▶ **EXERCISE PROMPT**
Your answer should consist of each line below that includes the word "Container".

Stored items
########

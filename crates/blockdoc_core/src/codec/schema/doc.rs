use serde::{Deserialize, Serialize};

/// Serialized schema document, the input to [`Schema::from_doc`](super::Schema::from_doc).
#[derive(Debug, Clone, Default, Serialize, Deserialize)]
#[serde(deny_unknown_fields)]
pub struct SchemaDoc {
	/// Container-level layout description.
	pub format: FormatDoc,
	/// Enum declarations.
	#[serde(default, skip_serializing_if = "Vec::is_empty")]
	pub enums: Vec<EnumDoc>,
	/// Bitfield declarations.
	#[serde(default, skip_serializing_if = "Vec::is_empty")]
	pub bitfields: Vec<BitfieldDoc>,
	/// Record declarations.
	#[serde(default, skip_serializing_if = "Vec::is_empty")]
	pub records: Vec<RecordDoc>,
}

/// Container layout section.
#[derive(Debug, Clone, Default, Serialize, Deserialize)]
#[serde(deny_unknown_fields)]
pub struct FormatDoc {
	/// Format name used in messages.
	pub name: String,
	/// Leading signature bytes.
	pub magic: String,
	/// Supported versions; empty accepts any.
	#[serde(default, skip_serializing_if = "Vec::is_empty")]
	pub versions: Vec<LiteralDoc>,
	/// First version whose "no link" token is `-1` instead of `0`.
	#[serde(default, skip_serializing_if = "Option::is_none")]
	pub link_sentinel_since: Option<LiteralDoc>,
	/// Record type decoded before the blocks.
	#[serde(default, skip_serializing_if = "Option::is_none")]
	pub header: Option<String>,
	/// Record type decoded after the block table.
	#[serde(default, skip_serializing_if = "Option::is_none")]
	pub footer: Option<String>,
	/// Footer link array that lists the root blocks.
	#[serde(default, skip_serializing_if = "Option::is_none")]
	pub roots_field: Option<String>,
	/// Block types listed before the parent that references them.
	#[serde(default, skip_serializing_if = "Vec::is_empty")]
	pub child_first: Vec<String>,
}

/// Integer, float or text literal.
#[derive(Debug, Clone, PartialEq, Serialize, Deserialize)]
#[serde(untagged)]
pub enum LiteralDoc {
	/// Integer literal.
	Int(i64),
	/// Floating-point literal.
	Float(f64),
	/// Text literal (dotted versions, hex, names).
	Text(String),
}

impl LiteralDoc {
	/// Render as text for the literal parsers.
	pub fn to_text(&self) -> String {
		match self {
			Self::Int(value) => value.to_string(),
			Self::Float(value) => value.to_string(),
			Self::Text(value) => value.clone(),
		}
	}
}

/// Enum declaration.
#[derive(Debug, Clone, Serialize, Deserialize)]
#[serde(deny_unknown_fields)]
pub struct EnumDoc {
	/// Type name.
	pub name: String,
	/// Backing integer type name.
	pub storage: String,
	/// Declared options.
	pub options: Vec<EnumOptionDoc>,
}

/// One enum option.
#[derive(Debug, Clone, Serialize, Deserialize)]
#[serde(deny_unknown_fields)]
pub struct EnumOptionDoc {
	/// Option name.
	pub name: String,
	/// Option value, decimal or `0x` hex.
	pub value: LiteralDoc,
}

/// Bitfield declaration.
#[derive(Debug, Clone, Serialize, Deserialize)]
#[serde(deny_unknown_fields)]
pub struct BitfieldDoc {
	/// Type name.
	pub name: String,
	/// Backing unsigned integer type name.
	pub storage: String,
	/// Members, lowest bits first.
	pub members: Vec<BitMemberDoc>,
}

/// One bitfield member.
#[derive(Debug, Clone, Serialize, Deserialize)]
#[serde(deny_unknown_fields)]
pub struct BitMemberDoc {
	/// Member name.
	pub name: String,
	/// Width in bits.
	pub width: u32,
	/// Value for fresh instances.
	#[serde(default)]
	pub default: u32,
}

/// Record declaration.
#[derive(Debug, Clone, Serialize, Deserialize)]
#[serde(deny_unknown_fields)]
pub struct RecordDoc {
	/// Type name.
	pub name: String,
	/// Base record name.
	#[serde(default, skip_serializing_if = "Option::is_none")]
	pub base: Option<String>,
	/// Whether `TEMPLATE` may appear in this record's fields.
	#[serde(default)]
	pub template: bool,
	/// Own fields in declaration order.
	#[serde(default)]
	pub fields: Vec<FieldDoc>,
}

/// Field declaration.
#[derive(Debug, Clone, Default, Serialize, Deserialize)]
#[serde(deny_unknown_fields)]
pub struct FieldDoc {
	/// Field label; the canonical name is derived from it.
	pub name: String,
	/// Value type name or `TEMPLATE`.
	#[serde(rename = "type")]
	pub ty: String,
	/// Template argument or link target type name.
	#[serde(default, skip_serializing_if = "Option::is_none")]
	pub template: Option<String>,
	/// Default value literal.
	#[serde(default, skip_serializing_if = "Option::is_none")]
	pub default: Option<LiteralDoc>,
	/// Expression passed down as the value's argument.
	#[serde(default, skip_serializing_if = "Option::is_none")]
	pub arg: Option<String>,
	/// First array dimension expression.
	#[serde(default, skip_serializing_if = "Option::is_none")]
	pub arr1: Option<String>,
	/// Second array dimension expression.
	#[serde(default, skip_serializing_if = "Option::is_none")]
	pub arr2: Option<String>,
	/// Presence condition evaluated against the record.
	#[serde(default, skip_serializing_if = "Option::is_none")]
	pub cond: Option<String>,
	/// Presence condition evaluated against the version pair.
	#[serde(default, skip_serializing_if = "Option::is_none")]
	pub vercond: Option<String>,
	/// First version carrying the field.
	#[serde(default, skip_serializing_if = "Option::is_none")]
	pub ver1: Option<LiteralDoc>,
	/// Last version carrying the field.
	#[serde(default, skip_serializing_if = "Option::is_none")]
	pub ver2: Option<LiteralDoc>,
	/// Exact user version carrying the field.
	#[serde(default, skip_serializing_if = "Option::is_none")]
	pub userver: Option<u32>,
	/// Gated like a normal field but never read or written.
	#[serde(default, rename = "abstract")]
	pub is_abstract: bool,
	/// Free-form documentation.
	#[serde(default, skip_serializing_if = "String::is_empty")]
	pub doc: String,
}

########

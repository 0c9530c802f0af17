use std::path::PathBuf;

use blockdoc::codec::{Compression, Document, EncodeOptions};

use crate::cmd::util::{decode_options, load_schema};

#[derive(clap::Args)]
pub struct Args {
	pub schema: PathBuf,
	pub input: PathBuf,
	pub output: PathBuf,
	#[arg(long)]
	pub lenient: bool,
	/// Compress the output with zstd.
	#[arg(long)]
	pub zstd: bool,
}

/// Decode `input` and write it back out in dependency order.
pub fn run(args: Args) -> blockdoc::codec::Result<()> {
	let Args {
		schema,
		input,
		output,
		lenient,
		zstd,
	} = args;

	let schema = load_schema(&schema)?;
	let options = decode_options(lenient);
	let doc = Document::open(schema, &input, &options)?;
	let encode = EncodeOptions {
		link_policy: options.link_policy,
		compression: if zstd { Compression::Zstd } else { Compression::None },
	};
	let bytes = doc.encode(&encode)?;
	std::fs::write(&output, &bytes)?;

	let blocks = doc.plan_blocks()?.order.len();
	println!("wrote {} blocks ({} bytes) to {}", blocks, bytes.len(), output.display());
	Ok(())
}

########

▶ **WRITTEN RESPONSE**
	/// Container-level layout description.
/// Container layout section.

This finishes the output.